Квейль ежедневно навещал госпиталь. Когда Елена не была занята, они, не обращая внимания на грязь и снег, поднимались на холм за госпиталем, проходили через деревню и шли дальше, по направлению к горному кряжу Мицекли. Они больше не спорили друг с другом. Наоборот, были всегда в хорошем настроении. Весело и непринужденно шутили друг над другом. Они воздерживались от всяких споров с того самого дня, как были расстреляны греческие солдаты. Иногда Квейль заходил в приемную госпиталя вместе с Тэпом и Хикки или еще с кем-нибудь из летчиков. Случалось, что сестры и няни пели хором, и летчиков поражала гармоническая простота и серьезность песен. Это были нестройные крестьянские напевы, довольно однообразные к тому же, но именно поэтому они легко усваивались и вскоре начинали нравиться, хотя сначала казалось, что в них нет никакой мелодии.

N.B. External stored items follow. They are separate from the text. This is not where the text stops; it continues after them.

//! Category listing.

use clap::{Args, Subcommand};
use serde::Serialize;
use tabled::Tabled;

use tradepost_core::error::AppError;
use tradepost_database::repositories::CatalogRepository;

use crate::output::{self, OutputFormat};

/// Arguments for category commands
#[derive(Debug, Args)]
pub struct CategoryArgs {
    #[command(subcommand)]
    pub command: CategoryCommand,
}

/// Category subcommands
#[derive(Debug, Subcommand)]
pub enum CategoryCommand {
    /// List categories
    List,
}

#[derive(Debug, Serialize, Tabled)]
struct CategoryRow {
    id: String,
    name: String,
    description: String,
}

/// Execute category commands
pub async fn execute(
    args: &CategoryArgs,
    config_path: &str,
    format: OutputFormat,
) -> Result<(), AppError> {
    let config = super::load_config(config_path)?;
    let pool = super::create_db_pool(&config).await?;
    let catalog = CatalogRepository::new(pool);

    match &args.command {
        CategoryCommand::List => {
            let rows: Vec<CategoryRow> = catalog
                .list_categories()
                .await?
                .into_iter()
                .map(|c| CategoryRow {
                    id: c.id.to_string(),
                    name: c.name,
                    description: c.description.unwrap_or_default(),
                })
                .collect();
            output::print_list(&rows, format);
        }
    }

    Ok(())
}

Все это время и Елена и Квейль очень бережно относились друг к другу. Он по-прежнему остерегался всяких неуместностей и только раз изменил своей линии поведения. Елена зашла в гостиницу, чтобы передать через Лоусона письмо в Афины. Квейль попробовал зазвать ее к себе в номер, который он занимал теперь один; к Тэпу и Брюеру ходили ведь девушки с пункта первой помощи. Квейль старался обычно быть сдержанным, но сейчас его словно огнем охватило, и он попросил ее зайти к нему. Она только покачала головой и ушла. Она видела его сдержанность и знала, что ему нравится такая же сдержанность в ней, а потому никогда не позволяла себе переходить известные границы.

Зато почти каждый день он шагал по грязным улицам, чтобы увидеть ее и научиться у нее нескольким словам по-гречески, а она расспрашивала его об Англии и рассказывала о том времени, когда ее отец был в ссылке, и он молча слушал ее. Потом она сразу прекращала рассказы и расспросы, начинала учить его греческим словам и до упаду смеялась над его ошибками в произношении. Вечером при расставании они на несколько секунд отдавались чувству, но что хорошего, в этом, если он должен был уходить от нее, полный неостывшего жара, не получившего никакого выхода. И все же это были прекрасные дни, и они чувствовали себя легко.